Landry, a convicted felon, was in constructive possession of a loaded .40 caliber semi-automatic pistol on Jan. 21, 2015, when law enforcement officers recovered the pistol during a search of a residence on Acapesket Road in Falmouth, Mass. Landry pleaded guilty to constructively possessing the gun and directing an associate to its whereabouts. Finally, from 2010 to 2015, it is alleged that Landry and his mother, Diane Johnson, conspired to launder drug proceeds in order to disguise the nature of the funds and promote continued drug trafficking.
During the sentencing hearing, the government argued that Landry is a dangerous offender whose criminal conduct lasted from at least 2010 to 2015, and continued while he was in state custody. Moreover, it involved significant, wholesale quantities of heroin, methylone, and marijuana. The marijuana grow operation involved sophisticated, expensive equipment for which Landry paid over $40,000, and from which Landry expected to produce substantial illegal revenue for years. The money laundering involved multiple bank accounts and hundreds of thousands of dollars. The loaded firearm, hidden at an associate’s residence, apparently reflected Landry’s intention to continue to use threats and violence in furtherance of his drug trafficking and money laundering activity.
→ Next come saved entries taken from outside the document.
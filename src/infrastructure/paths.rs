//! Path utilities for locating the jar's data directory.
//!
//! Notes, the default configuration file and the diagnostic log all live in
//! one directory. Resolution follows the XDG convention with a home-directory
//! fallback and, as a last resort, a hidden directory in the working directory.

use std::ffi::OsString;
use std::path::PathBuf;

/// Name of the per-user data directory.
const APP_DIR: &str = "emotion-jar";

/// Returns the data directory for emotion jar storage.
///
/// Resolves to `$XDG_DATA_HOME/emotion-jar`, then
/// `$HOME/.local/share/emotion-jar`, then `./.emotion-jar`.
#[must_use]
pub fn get_data_dir() -> PathBuf {
    data_dir_from(std::env::var_os("XDG_DATA_HOME"), std::env::var_os("HOME"))
}

fn data_dir_from(xdg_data_home: Option<OsString>, home: Option<OsString>) -> PathBuf {
    if let Some(xdg) = xdg_data_home.filter(|v| !v.is_empty()) {
        return PathBuf::from(xdg).join(APP_DIR);
    }
    if let Some(home) = home.filter(|v| !v.is_empty()) {
        return PathBuf::from(home).join(".local").join("share").join(APP_DIR);
    }
    PathBuf::from(format!(".{APP_DIR}"))
}

/// Expands a leading `~` to the user's home directory.
///
/// Paths without a tilde prefix, and every path when `HOME` is unset, are
/// returned unchanged.
///
/// # Examples
///
/// ```
/// use emotion_jar::infrastructure::expand_tilde;
///
/// assert_eq!(expand_tilde("/absolute/path"), std::path::PathBuf::from("/absolute/path"));
/// ```
#[must_use]
pub fn expand_tilde(path: &str) -> PathBuf {
    expand_tilde_with(path, std::env::var_os("HOME"))
}

fn expand_tilde_with(path: &str, home: Option<OsString>) -> PathBuf {
    let Some(home) = home.filter(|v| !v.is_empty()) else {
        return PathBuf::from(path);
    };
    if path == "~" {
        PathBuf::from(home)
    } else if let Some(rest) = path.strip_prefix("~/") {
        PathBuf::from(home).join(rest)
    } else {
        PathBuf::from(path)
    }
}

#[cfg(test)]
mod tests {
    use super::*;

    #[test]
    fn prefers_xdg_data_home() {
        let dir = data_dir_from(Some("/xdg".into()), Some("/home/me".into()));
        assert_eq!(dir, PathBuf::from("/xdg/emotion-jar"));
    }

    #[test]
    fn falls_back_to_home_then_cwd() {
        let dir = data_dir_from(Some("".into()), Some("/home/me".into()));
        assert_eq!(dir, PathBuf::from("/home/me/.local/share/emotion-jar"));
        assert_eq!(data_dir_from(None, None), PathBuf::from(".emotion-jar"));
    }

    #[test]
    fn expands_only_leading_tilde() {
        let home = Some(OsString::from("/home/me"));
        assert_eq!(expand_tilde_with("~", home.clone()), PathBuf::from("/home/me"));
        assert_eq!(
            expand_tilde_with("~/jar/config.toml", home.clone()),
            PathBuf::from("/home/me/jar/config.toml")
        );
        assert_eq!(expand_tilde_with("a/~/b", home), PathBuf::from("a/~/b"));
        assert_eq!(expand_tilde_with("~/x", None), PathBuf::from("~/x"));
    }
}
On March 2, 2017, Groom was sentenced to two years of probation after pleading guilty to marijuana and money laundering offenses. Lopes and Johnson are awaiting trial.
Acting United States Attorney William D. Weinreb; Mickey D. Leadingham, Special Agent in Charge of the Bureau of Alcohol, Tobacco, Firearms and Explosives, Boston Field Division; Joel P. Garland, Special Agent in Charge of the Internal Revenue Service’s Criminal Investigations in Boston; Cape and Islands District Attorney Michael D. O’Keefe; Colonel Richard D. McKeon, Superintendent of the Massachusetts States Police; Barnstable County Sheriff James M. Cummings; Barnstable Police Chief Paul MacDonald; Falmouth Police Chief Edward A. Dunne; Mashpee Police Chief Scott Carline; Bourne Police Chief Dennis Woodside; and Wareham Police Chief Kevin D. Walsh, made the announcement today. Assistant U.S. Attorney Ted Heinrich of Weinreb’s Narcotics and Money Laundering Unit prosecuted the case.
The details contained in the charging documents are allegations. defendants are presumed to be innocent unless and until proven guilty beyond a reasonable doubt in the court of law.